Page 133
It was one of the first things I’d appreciated about him. He saw things most humans wouldn’t. Aware in a way I had thought only wolves were.
I sucked in a breath—stealing Jeffrey’s signature move—doing my best not to fall apart as those warm, warm hands skimmed my cheekbones and my eyes pinched shut.
“Talk to me.” Jeffrey’s voice wobbled. “Where were you? What happened? You left without a word. I’ve been…so fucking worried.”
“I…” my voice broke. I curled my arms around him, burying my face in his neck and inhaling him greedily, because I didn’t know if this would be the last time. I never did, anymore. My time was so close to up. “I…” I didn’t know what to say.
And sometimes…showing was easier.
So I reached for the hem of my shirt and lifted it, shame coloring my scent as Jeffrey stared at the bare, scarred flesh of my abdomen. Long ropey wounds severed the flesh, pink and healing, but slowly as only alpha wounds did.
“What…the fuck,” he said, voice cracking. “Is that?”
I didn’t tell him everything.
Because I couldn’t.
Some words just…wouldn’t come out.
But I did my best.
By the time I got done explaining, Jeffrey had sobered even more. His eyes were far away, and his thumbs stroked gently over my cheekbones as he processed what I’d said. “So…the moons are getting harder?” he confirmed. “And they’re just gonna get worse?”
“Yes.”
“You were gone for a week, Mutt. A week.”
“I know.”
“And these wounds…” Jeffrey fanned his hand along my torso, his scent soured with sadness. “This was you?”
“Yes.”
“They’ll go away, won’t they?” His voice cracked. “You heal. I’ve seen it.”
I knew he had his own scars, both physical and mental. I knew that his wounds had never healed the way mine would, marks on his body that would forever remind him of his dark past. And because of this, his concern for me was even more precious. He didn’t want me to have reminders of the pain I’d been through, like he did.

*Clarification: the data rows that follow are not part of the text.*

//! Input validation utilities.

use crate::types::{Error, Result};

/// Validate that a string is not empty.
pub fn validate_non_empty(s: &str, field: &str) -> Result<()> {
    if s.is_empty() {
        return Err(Error::validation(format!("{} cannot be empty", field)));
    }
    Ok(())
}

/// Validate that a write of `len` bytes fits a region of `size` bytes.
pub fn validate_fits(len: usize, size: usize) -> Result<()> {
    if len > size {
        return Err(Error::PayloadTooLarge { len, size });
    }
    Ok(())
}
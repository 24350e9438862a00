//! Caller Identity Module
//!
//! The per-request identity the cache consumes from the host's auth
//! layer. It is used only to namespace cache keys and to gate the admin
//! surface; the cache never interprets permissions beyond that.

use axum::{extract::Request, middleware::Next, response::Response};

// == Role ==
/// Coarse role taken from the authentication layer.
#[derive(Debug, Clone, Copy, PartialEq, Eq)]
pub enum Role {
    SuperAdmin,
    Admin,
    Employee,
}

impl Role {
    /// Whether the role may use the cache administration endpoints.
    pub fn is_elevated(&self) -> bool {
        matches!(self, Role::Admin | Role::SuperAdmin)
    }

    /// Unknown role strings fall back to the least-privileged role.
    pub fn parse(s: &str) -> Role {
        match s {
            "super_admin" => Role::SuperAdmin,
            "admin" => Role::Admin,
            _ => Role::Employee,
        }
    }
}

// == Caller Identity ==
/// Identity of the authenticated caller, attached to the request as an
/// extension by the host's auth middleware.
#[derive(Debug, Clone, PartialEq, Eq)]
pub struct CallerIdentity {
    pub user_id: String,
    pub role: Role,
    /// Tenant/company the caller belongs to, when scoped
    pub company_id: Option<String>,
}

impl CallerIdentity {
    /// The identity fragment embedded in cache keys, so per-user-scoped
    /// data is never cross-served to a different caller.
    pub fn cache_scope(&self) -> String {
        format!("user:{}", self.user_id)
    }
}

/// Marker used in cache keys for unauthenticated requests.
pub const ANONYMOUS_SCOPE: &str = "anonymous";

// == Identity Layer ==
/// Header-based stand-in for the host application's real authentication:
/// reads `x-user-id`, `x-user-role` and `x-company-id` and attaches a
/// [`CallerIdentity`] extension. A host embedding this crate replaces
/// this layer with its own token validation and inserts the same
/// extension.
pub async fn identity_layer(mut req: Request, next: Next) -> Response {
    // Scoped so the borrow of `req` ends before the await; otherwise the
    // returned future is not `Send` and fails `from_fn`'s bounds.
    {
        let header = |name: &str| {
            req.headers()
                .get(name)
                .and_then(|v| v.to_str().ok())
                .map(str::to_string)
        };

        if let Some(user_id) = header("x-user-id") {
            let role = header("x-user-role")
                .map(|r| Role::parse(&r))
                .unwrap_or(Role::Employee);
            let company_id = header("x-company-id");

            req.extensions_mut().insert(CallerIdentity {
                user_id,
                role,
                company_id,
            });
        }
    }

    next.run(req).await
}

“They will. It will take longer,” I warned quietly. “But they will.”
“Do they hurt?”
“Not anymore.”
“But they did.”
“Yes.”
Jeffrey sucked in a breath. And then he jerked his hands from my cheeks, dragging them over the fabric that bunched around my chest, down my pecs, till he could lay them across the still healing flesh. “What could be worse than this?” he asked, and his scent was hurt-hurt-hurt.
Living without you.
That’s worse.
He slid to his knees on the cold floor, settled between my thighs, his eyes full of concern.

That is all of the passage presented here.